What you have to do
Your answer consists of the lines in the data that contain "mpsc". Copy each of them.

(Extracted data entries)
◇ ◇ ◇ ◇ ◇ ◇ ◇
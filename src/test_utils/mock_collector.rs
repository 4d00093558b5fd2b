//! Minimal HTTP/1.1 server standing in for the event collector.

use std::io::{BufRead, BufReader, Read, Write};
use std::net::{SocketAddr, TcpListener, TcpStream};
use std::sync::mpsc;
use std::thread;
use std::time::Duration;

use super::status_text;

#[derive(Debug)]
pub struct CapturedRequest {
    pub method: String,
    pub path: String,
    pub headers: Vec<(String, String)>,
    pub body: Vec<u8>,
}

impl CapturedRequest {
    /// Value of the lower-cased header `name`.
    pub fn header(&self, name: &str) -> Option<&str> {
        self.headers
            .iter()
            .find(|(k, _)| k == name)
            .map(|(_, v)| v.as_str())
    }
}

/// Read one request, headers lower-cased, body sized by `Content-Length`.
fn read_http_request(stream: &TcpStream) -> CapturedRequest {
    let _ = stream.set_read_timeout(Some(Duration::from_secs(5)));
    let mut reader = BufReader::new(stream.try_clone().expect("clone stream"));
    let mut next_line = || {
        let mut line = String::new();
        reader.read_line(&mut line).expect("read request");
        line.trim_end().to_owned()
    };

    let request_line = next_line();
    let mut parts = request_line.split_whitespace();
    let method = parts.next().unwrap_or_default().to_owned();
    let path = parts.next().unwrap_or_default().to_owned();

    let headers: Vec<(String, String)> = std::iter::from_fn(|| Some(next_line()))
        .take_while(|line| !line.is_empty())
        .filter_map(|line| {
            let (name, value) = line.split_once(':')?;
            Some((name.trim().to_ascii_lowercase(), value.trim().to_owned()))
        })
        .collect();

    let content_length = headers
        .iter()
        .find(|(name, _)| name == "content-length")
        .and_then(|(_, value)| value.parse().ok())
        .unwrap_or(0);
    let mut body = vec![0u8; content_length];
    reader.read_exact(&mut body).expect("read body");

    CapturedRequest {
        method,
        path,
        headers,
        body,
    }
}

/// Spawn a collector that answers successive requests with `statuses`.
///
/// Each request arrives on its own connection; the server closes every
/// connection after answering and stops once the statuses run out.
pub fn spawn_collector(
    listener: TcpListener,
    statuses: Vec<u16>,
) -> (SocketAddr, mpsc::Receiver<CapturedRequest>) {
    let addr = listener.local_addr().expect("listener has address");
    let (tx, rx) = mpsc::channel();

    thread::spawn(move || {
        for status in statuses {
            let Ok((mut stream, _)) = listener.accept() else {
                break;
            };
            let captured = read_http_request(&stream);
            let response = format!(
                "HTTP/1.1 {} {}\r\nContent-Length: 0\r\nConnection: close\r\n\r\n",
                status,
                status_text(status)
            );
            let _ = stream.write_all(response.as_bytes());
            let _ = tx.send(captured);
        }
    });

    (addr, rx)
}

/// Inflate a captured gzip body.
pub fn gunzip(body: &[u8]) -> String {
    crate::codec::gunzip_to_string(body).expect("body is gzip")
}
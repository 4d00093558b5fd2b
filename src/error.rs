//! Error types shared across the forwarder.

use std::io;

use thiserror::Error;

/// Errors raised while assembling a [`Forwarder`](crate::Forwarder).
#[derive(Debug, Error)]
pub enum ConfigError {
    /// A required environment variable is not set.
    #[error("missing required setting {0}")]
    Missing(&'static str),
    /// An environment variable could not be parsed.
    #[error("invalid value for {name}: {reason}")]
    InvalidVar { name: &'static str, reason: String },
    /// Invalid user supplied configuration.
    #[error("invalid forwarder configuration: {0}")]
    InvalidConfig(String),
}

/// Failures obtaining the collector insert key.
#[derive(Debug, Error)]
pub enum CredentialError {
    #[error("insert key is not valid base64: {0}")]
    Decode(#[from] base64::DecodeError),
    #[error("failed to decrypt insert key: {0}")]
    Decrypt(String),
    #[error("insert key is not valid UTF-8")]
    NotUtf8,
}

/// Failures serialising or compressing an outbound event.
#[derive(Debug, Error)]
pub enum CodecError {
    #[error("failed to serialise event: {0}")]
    Json(#[from] serde_json::Error),
    #[error("failed to compress event: {0}")]
    Io(#[from] io::Error),
}

/// Malformed trigger payloads.
#[derive(Debug, Error)]
pub enum EnvelopeError {
    #[error("log envelope has no data field")]
    MissingData,
    #[error("log envelope data field is not a string")]
    InvalidData,
    #[error("log data is not valid base64: {0}")]
    Base64(#[from] base64::DecodeError),
    #[error("log data is not a gzip stream: {0}")]
    Decompress(#[source] io::Error),
    #[error("log data is not a valid batch: {0}")]
    Json(#[from] serde_json::Error),
}

/// Failures local to one record; the rest of the batch still runs.
#[derive(Debug, Error)]
pub enum RecordError {
    #[error("record timestamp {0} is out of range")]
    InvalidTimestamp(u64),
    #[error(transparent)]
    Codec(#[from] CodecError),
    #[error(transparent)]
    Credential(#[from] CredentialError),
}

/// Failures that abort a whole invocation.
#[derive(Debug, Error)]
pub enum DeliveryError {
    #[error(transparent)]
    Envelope(#[from] EnvelopeError),
    /// The only per-record condition that fails the batch, so the trigger can
    /// redeliver it.
    #[error("retry limit reached after {attempts} attempts; failed to send log entry {record_id}")]
    RetryExhausted { record_id: String, attempts: u32 },
}

/// Errors surfaced by [`handle_invocation`](crate::handle_invocation).
#[derive(Debug, Error)]
pub enum HandlerError {
    #[error(transparent)]
    Config(#[from] ConfigError),
    #[error(transparent)]
    Delivery(#[from] DeliveryError),
}
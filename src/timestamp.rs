//! Collector timestamp formatting.
//!
//! Log records carry epoch timestamps whose first ten decimal digits are
//! seconds; any trailing digits are sub-second precision and are discarded.
//! The collector expects `YYYYMMDDHHMMSS`, rendered either in the host's
//! local zone (the historical behaviour) or in UTC.

use std::fmt;
use std::str::FromStr;

use chrono::{DateTime, Local, NaiveDateTime, TimeZone};

/// `strftime` pattern of `logCreatedTimestamp`.
pub const TIMESTAMP_FORMAT: &str = "%Y%m%d%H%M%S";

const TEN_DIGITS: u64 = 10_000_000_000;

/// Zone used when rendering timestamps.
#[derive(Clone, Copy, Debug, Default, PartialEq, Eq)]
pub enum TimestampZone {
    /// The host's configured local zone.
    #[default]
    Local,
    Utc,
}

impl fmt::Display for TimestampZone {
    fn fmt(&self, f: &mut fmt::Formatter<'_>) -> fmt::Result {
        f.write_str(match self {
            Self::Local => "local",
            Self::Utc => "utc",
        })
    }
}

impl FromStr for TimestampZone {
    type Err = ();

    fn from_str(s: &str) -> Result<Self, Self::Err> {
        match s.trim().to_ascii_lowercase().as_str() {
            "local" => Ok(Self::Local),
            "utc" | "z" => Ok(Self::Utc),
            _ => Err(()),
        }
    }
}

/// Keep the leading ten decimal digits of `raw` as epoch seconds.
pub fn epoch_seconds(raw: u64) -> i64 {
    let mut value = raw;
    while value >= TEN_DIGITS {
        value /= 10;
    }
    // At most ten digits, so always within i64.
    value as i64
}

/// Render epoch `seconds` as `YYYYMMDDHHMMSS` in `zone`.
///
/// Returns `None` when `seconds` lies outside chrono's representable range.
pub fn format_timestamp(seconds: i64, zone: TimestampZone) -> Option<String> {
    let utc = DateTime::from_timestamp(seconds, 0)?;
    let text = match zone {
        TimestampZone::Utc => utc.format(TIMESTAMP_FORMAT).to_string(),
        TimestampZone::Local => utc
            .with_timezone(&Local)
            .format(TIMESTAMP_FORMAT)
            .to_string(),
    };
    Some(text)
}

/// Inverse of [`format_timestamp`].
///
/// Local times that fall into a daylight-saving gap yield `None`; ambiguous
/// ones resolve to the earlier instant.
pub fn parse_timestamp(text: &str, zone: TimestampZone) -> Option<i64> {
    let naive = NaiveDateTime::parse_from_str(text, TIMESTAMP_FORMAT).ok()?;
    match zone {
        TimestampZone::Utc => Some(naive.and_utc().timestamp()),
        TimestampZone::Local => Local
            .from_local_datetime(&naive)
            .earliest()
            .map(|dt| dt.timestamp()),
    }
}

#[cfg(test)]
mod tests {
    use super::*;
    use proptest::prelude::*;
    use rstest::rstest;

    #[rstest]
    #[case(1_514_808_000_123, 1_514_808_000)]
    #[case(1_514_808_000, 1_514_808_000)]
    #[case(1_514_808_000_123_456, 1_514_808_000)]
    #[case(42, 42)]
    #[case(0, 0)]
    fn keeps_first_ten_digits(#[case] raw: u64, #[case] expected: i64) {
        assert_eq!(epoch_seconds(raw), expected);
    }

    #[rstest]
    fn formats_in_utc() {
        let text = format_timestamp(1_514_808_000, TimestampZone::Utc).expect("in range");
        assert_eq!(text, "20180101120000");
    }

    #[rstest]
    fn local_round_trip_for_unambiguous_time() {
        // Mid-January noon is clear of daylight-saving transitions.
        let seconds = 1_705_320_000;
        let text = format_timestamp(seconds, TimestampZone::Local).expect("in range");
        assert_eq!(text.len(), 14);
        assert_eq!(parse_timestamp(&text, TimestampZone::Local), Some(seconds));
    }

    #[rstest]
    #[case("utc", Some(TimestampZone::Utc))]
    #[case("UTC", Some(TimestampZone::Utc))]
    #[case(" local ", Some(TimestampZone::Local))]
    #[case("mars", None)]
    fn parses_zone_names(#[case] input: &str, #[case] expected: Option<TimestampZone>) {
        assert_eq!(input.parse::<TimestampZone>().ok(), expected);
    }

    #[rstest]
    fn rejects_malformed_text() {
        assert_eq!(parse_timestamp("2018-01-01", TimestampZone::Utc), None);
    }

    proptest! {
        #[test]
        fn utc_round_trip_recovers_seconds(raw in 1_000_000_000_000u64..10_000_000_000_000u64) {
            let seconds = epoch_seconds(raw);
            prop_assert_eq!(seconds, (raw / 1_000) as i64);
            let text = format_timestamp(seconds, TimestampZone::Utc).expect("in range");
            prop_assert_eq!(text.len(), 14);
            prop_assert_eq!(parse_timestamp(&text, TimestampZone::Utc), Some(seconds));
        }
    }
}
◇ ◇ ◇ ◇ ◇ ◇ ◇
Solution
use std::sync::mpsc;
) -> (SocketAddr, mpsc::Receiver<CapturedRequest>) {
    let (tx, rx) = mpsc::channel();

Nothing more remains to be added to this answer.